Potassium transport in opossum kidney cells: Effects of Na-selective and K-selective ionizable cryptands, and of valinomycin, FCCP and nystatin

Abstract

The effects of two ionizable cryptands, the Na-selective (221)C 10 and the K-selective (222)C 10, and of valinomycin, FCCP and nystatin on K + fluxes in opossum kidney (OK) cells have been quantified. The Na,K-ATPase (ouabain-sensitive 86Rb influx) was stimulated by nystatin (≥20%), and inhibited by the other ionophores (50–80%), by barium (K-channel blocker) (61%) and by amiloride (Na entry blocker) (34%).
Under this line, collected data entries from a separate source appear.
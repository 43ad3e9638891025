use std::path::PathBuf;
use std::time::Duration;

use thiserror::Error;

pub type Result<T> = std::result::Result<T, ProbeError>;

#[derive(Debug, Error)]
pub enum ProbeError {
    #[error("failed to query {}: {source}", path.display())]
    Io {
        path:   PathBuf,
        #[source]
        source: std::io::Error,
    },

    #[error("command failed: {cmd}, source: {source}")]
    CommandFailed { cmd: String, source: std::io::Error },

    #[error("{cmd} exited with {status}: {stderr}")]
    CommandStatus { cmd: String, status: String, stderr: String },

    #[error("unrecognized probe output: {0}")]
    Parse(String),

    #[error("probe unavailable: {0}")]
    Unavailable(String),
}

#[derive(Debug, Clone, Error, PartialEq, Eq)]
pub enum SpaceError {
    #[error("no disk space sample within {waited:?}")]
    NoSample { waited: Duration },

    #[error("space monitor stopped before producing a sample")]
    Stopped,
}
The V max of the Na,K-ATPase phosphatase activity was unmodified by the ionophores, indicating the absence of direct interaction with the enzyme. The ATPi content was unmodified by the inhibitors and nystatin, but was lowered by (221)C 10 (47%), (222)C 10 (75%), valinomycin (72%) and FCCP (88%). Amiloride was found to partially remove the inhibition caused by (222)C 10 (51%) and valinomycin (49%). Rb efflux was stimulated by nystatin (32%), unmodified by valinomycin, and was inhibited by (221)C 10 (19%), (222)C 10 (19%) and FCCP (10%). Barium (39%) and amiloride (32%) inhibited this efflux and, in their presence, the nystatin effect persisted, whereas that of the other ionophores vanished. At pH 6.4, the Rb efflux decreased by 14% of its value at pH 7.4, with no additional inhibition by cryptands. Cryptands are shown to inhibit the pH-sensitive K +-conductance, probably by inducing a K +–H + exchange at the plasma membrane, and by uncoupling oxidative phosphorylation by inducing the entry of K + and H + (and possibly Ca 2+) ions into the mitochondria.